Opinión

Funerales, lugar de encuentros

Los funerales, desde siempre, son lugares de encuentro. El hombre del Paleolítico ya enterraba a sus muertos. Se cree que es cuando toma conciencia de su ser en la tierra. El ancestral rito congregaba por entonces a los más próximos, que luego empezaron a enterrarse con sus ajuares, insignias, y cuando guerreros, con sus armas. Hay evidencias de que incluso con personas vivas de su séquito.

Volviendo a los funerales de hoy, más tertulias se hacían antes en las casas que en los cenáculos más concurridos; cuando advinieron los tanatorios, que del dios griego de la muerte tanatos procede, y el ceremonial pre enterramiento se trasladó de lugar, se hizo más aséptico, más frío; los muertos fueron sacados de sus casas, acaso para alivio más físico que espiritual de sus deudos.

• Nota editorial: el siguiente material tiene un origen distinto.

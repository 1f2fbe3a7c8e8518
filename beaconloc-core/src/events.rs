//! Sensor events consumed by the engine
//!
//! Three independent sources feed the engine: BLE scan callbacks,
//! orientation sensor callbacks and the step detector. Each callback wraps
//! its reading in a [`SensorEvent`] and enqueues it; only the engine's
//! context ever mutates positioning state.
//!
//! Inputs are sanitized at construction so the engine never sees an
//! out-of-range RSSI or a non-finite heading.

use crate::{
    constants::signal::{RSSI_MAX_DBM, RSSI_MIN_DBM},
    dead_reckoning::OrientationState,
    errors::{PositioningError, PositioningResult},
    registry::MacAddress,
    time::Timestamp,
};

/// One received advertisement
#[derive(Debug, Clone, PartialEq, Eq)]
pub struct ScanEvent {
    /// Advertising address, upper case
    pub address: MacAddress,
    /// Raw RSSI (dBm)
    pub rssi: i16,
    /// Receive time
    pub timestamp: Timestamp,
}

impl ScanEvent {
    /// Validate a scan callback's payload
    ///
    /// Fails with `UnknownBeacon` for an unusable address and
    /// `InvalidMeasurement` for an RSSI outside the BLE range.
    pub fn new(address: &str, rssi: i16, timestamp: Timestamp) -> PositioningResult<Self> {
        let address = MacAddress::new(address).ok_or(PositioningError::UnknownBeacon)?;
        if !(RSSI_MIN_DBM..=RSSI_MAX_DBM).contains(&rssi) {
            return Err(PositioningError::InvalidMeasurement);
        }
        Ok(Self {
            address,
            rssi,
            timestamp,
        })
    }
}

/// New orientation reading
#[derive(Debug, Clone, Copy, PartialEq)]
pub struct OrientationEvent {
    /// Sanitized orientation
    pub orientation: OrientationState,
    /// Sensor time
    pub timestamp: Timestamp,
}

impl OrientationEvent {
    /// Orientation from raw sensor values
    pub fn new(azimuth_deg: f32, pitch_deg: f32, speed: f32, timestamp: Timestamp) -> Self {
        Self {
            orientation: OrientationState::new(azimuth_deg, pitch_deg, speed),
            timestamp,
        }
    }
}

/// One detected step
#[derive(Debug, Clone, Copy, PartialEq, Eq)]
pub struct StepEvent {
    /// Detection time
    pub timestamp: Timestamp,
}

impl StepEvent {
    /// Step at `timestamp`
    pub const fn new(timestamp: Timestamp) -> Self {
        Self { timestamp }
    }
}

/// Anything the engine reacts to
#[derive(Debug, Clone, PartialEq)]
pub enum SensorEvent {
    /// BLE advertisement
    Scan(ScanEvent),
    /// Heading, pitch and speed
    Orientation(OrientationEvent),
    /// Step detector
    Step(StepEvent),
}

impl SensorEvent {
    /// When the event happened
    pub fn timestamp(&self) -> Timestamp {
        match self {
            Self::Scan(event) => event.timestamp,
            Self::Orientation(event) => event.timestamp,
            Self::Step(event) => event.timestamp,
        }
    }

    /// Short name of the source
    pub fn kind(&self) -> &'static str {
        match self {
            Self::Scan(_) => "scan",
            Self::Orientation(_) => "orientation",
            Self::Step(_) => "step",
        }
    }
}

impl From<ScanEvent> for SensorEvent {
    fn from(event: ScanEvent) -> Self {
        Self::Scan(event)
    }
}

impl From<OrientationEvent> for SensorEvent {
    fn from(event: OrientationEvent) -> Self {
        Self::Orientation(event)
    }
}

impl From<StepEvent> for SensorEvent {
    fn from(event: StepEvent) -> Self {
        Self::Step(event)
    }
}
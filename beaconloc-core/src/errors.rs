//! Error Types for the Positioning Pipeline
//!
//! ## Design Philosophy
//!
//! Every failure in this crate is local and recoverable. The worst outcome
//! of any event is "no updated fix this cycle", so errors are small `Copy`
//! values that can be counted, logged and dropped:
//!
//! 1. **No Heap Allocation**: messages are `&'static str`, identifiers are
//!    logged at the failure site rather than stored in the error.
//! 2. **Copy Semantics**: errors return cheaply from the per-event hot path.
//! 3. **Actionable**: each variant tells the caller what to do next.
//!
//! ## Error Categories
//!
//! ### Per-event
//! - `UnknownBeacon`: scan from an address not in the registry, dropped
//! - `InvalidMeasurement`: RSSI or derived distance is not a usable number
//! - `InsufficientBeacons`: fewer than three ranged beacons, no fix yet
//! - `SingularGeometry`: beacon layout cannot determine a point
//! - `SingularMatrix`: filter covariance could not be inverted, filter reset
//!
//! ### Setup
//! - `InvalidConfig`: rejected before the engine starts
//! - `MalformedMetadata` / `DuplicateBeacon`: beacon metadata is broken
//! - `CapacityExceeded`: more beacons than the fixed-size maps hold
//! - `QueueFull`: producers outrun the consumer
//!
//! ```rust
//! use beaconloc_core::PositioningError;
//!
//! fn on_failed_fix(err: PositioningError) {
//!     match err {
//!         PositioningError::InsufficientBeacons { .. } => {
//!             // keep scanning, the map fills up within a second
//!         }
//!         PositioningError::SingularGeometry { .. } => {
//!             // beacons nearly collinear from here, keep the last fix
//!         }
//!         _ => {}
//!     }
//! }
//! ```

use core::fmt;

use thiserror_no_std::Error;

/// Result type for positioning operations
pub type PositioningResult<T> = Result<T, PositioningError>;

/// Linear formulation that failed a geometry check
#[derive(Debug, Clone, Copy, PartialEq, Eq)]
pub enum SolverMethod {
    /// Pairwise circle differences
    Trilateration,
    /// Offsets anchored at the first beacon
    Triangulation,
}

impl fmt::Display for SolverMethod {
    fn fmt(&self, f: &mut fmt::Formatter<'_>) -> fmt::Result {
        match self {
            Self::Trilateration => f.write_str("trilateration"),
            Self::Triangulation => f.write_str("triangulation"),
        }
    }
}

/// Positioning errors - kept small and `Copy`
#[derive(Error, Debug, Clone, Copy, PartialEq)]
pub enum PositioningError {
    /// Scan event from an address absent from the registry
    #[error("Unknown beacon address")]
    UnknownBeacon,

    /// Not enough ranged beacons for a fix
    #[error("Insufficient beacons: need {required}, have {available}")]
    InsufficientBeacons {
        /// Beacons needed for a fix
        required: usize,
        /// Beacons currently ranged
        available: usize,
    },

    /// Beacon geometry does not determine a point (collinear, no intersection)
    #[error("Singular geometry in {method}")]
    SingularGeometry {
        /// Formulation whose determinant vanished
        method: SolverMethod,
    },

    /// Filter matrix inversion undefined or state went non-finite
    #[error("Singular matrix in filter update")]
    SingularMatrix,

    /// Measurement is NaN, infinite or outside the plausible range
    #[error("Invalid measurement: not a usable number")]
    InvalidMeasurement,

    /// Configuration rejected at startup
    #[error("Invalid configuration: {reason}")]
    InvalidConfig {
        /// Which setting is wrong
        reason: &'static str,
    },

    /// Beacon metadata line could not be parsed
    #[error("Malformed beacon metadata on line {line}: {reason}")]
    MalformedMetadata {
        /// 1-based line number
        line: usize,
        /// What was wrong with it
        reason: &'static str,
    },

    /// Beacon id or address appears twice in the metadata
    #[error("Duplicate beacon on line {line}")]
    DuplicateBeacon {
        /// 1-based line number of the second occurrence
        line: usize,
    },

    /// A fixed-capacity collection is full
    #[error("Capacity of {capacity} exceeded")]
    CapacityExceeded {
        /// The collection's capacity
        capacity: usize,
    },

    /// Event queue full, event dropped
    #[error("Event queue full")]
    QueueFull,
}

#[cfg(feature = "defmt")]
impl defmt::Format for SolverMethod {
    fn format(&self, fmt: defmt::Formatter) {
        match self {
            Self::Trilateration => defmt::write!(fmt, "trilateration"),
            Self::Triangulation => defmt::write!(fmt, "triangulation"),
        }
    }
}

#[cfg(feature = "defmt")]
impl defmt::Format for PositioningError {
    fn format(&self, fmt: defmt::Formatter) {
        match self {
            Self::UnknownBeacon =>
                defmt::write!(fmt, "Unknown beacon"),
            Self::InsufficientBeacons { required, available } =>
                defmt::write!(fmt, "Need {} beacons, have {}", required, available),
            Self::SingularGeometry { method } =>
                defmt::write!(fmt, "Singular geometry in {}", method),
            Self::SingularMatrix =>
                defmt::write!(fmt, "Singular matrix"),
            Self::InvalidMeasurement =>
                defmt::write!(fmt, "Invalid measurement"),
            Self::InvalidConfig { reason } =>
                defmt::write!(fmt, "Invalid config: {}", reason),
            Self::MalformedMetadata { line, reason } =>
                defmt::write!(fmt, "Metadata line {}: {}", line, reason),
            Self::DuplicateBeacon { line } =>
                defmt::write!(fmt, "Duplicate beacon on line {}", line),
            Self::CapacityExceeded { capacity } =>
                defmt::write!(fmt, "Capacity {} exceeded", capacity),
            Self::QueueFull =>
                defmt::write!(fmt, "Queue full"),
        }
    }
}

Una muerte suponía un caos casero.

Este funeral del que trato no es de los frecuentes: se muere un amigo fuera, depositan las cenizas y celebran los funerales aquí en el familiar panteón; como de gentes más que conocidas, iba encontrar yo la iglesia de St. Domingo con casi el aforo completo, cuando en el camino me interpela Julio Rivera, al que casi no reconozco, sombrero en ristre, y porque uno escasamente fisonomista. Julio anduvo  metido en la vida social y cultural de la ciudad. Hablamos como de pasada y en un visto no visto contamos lo más que se podía, que poco era. Coincidimos en alguna directiva por breve tiempo, y aun guardamos ese conocimiento que invita al saludo.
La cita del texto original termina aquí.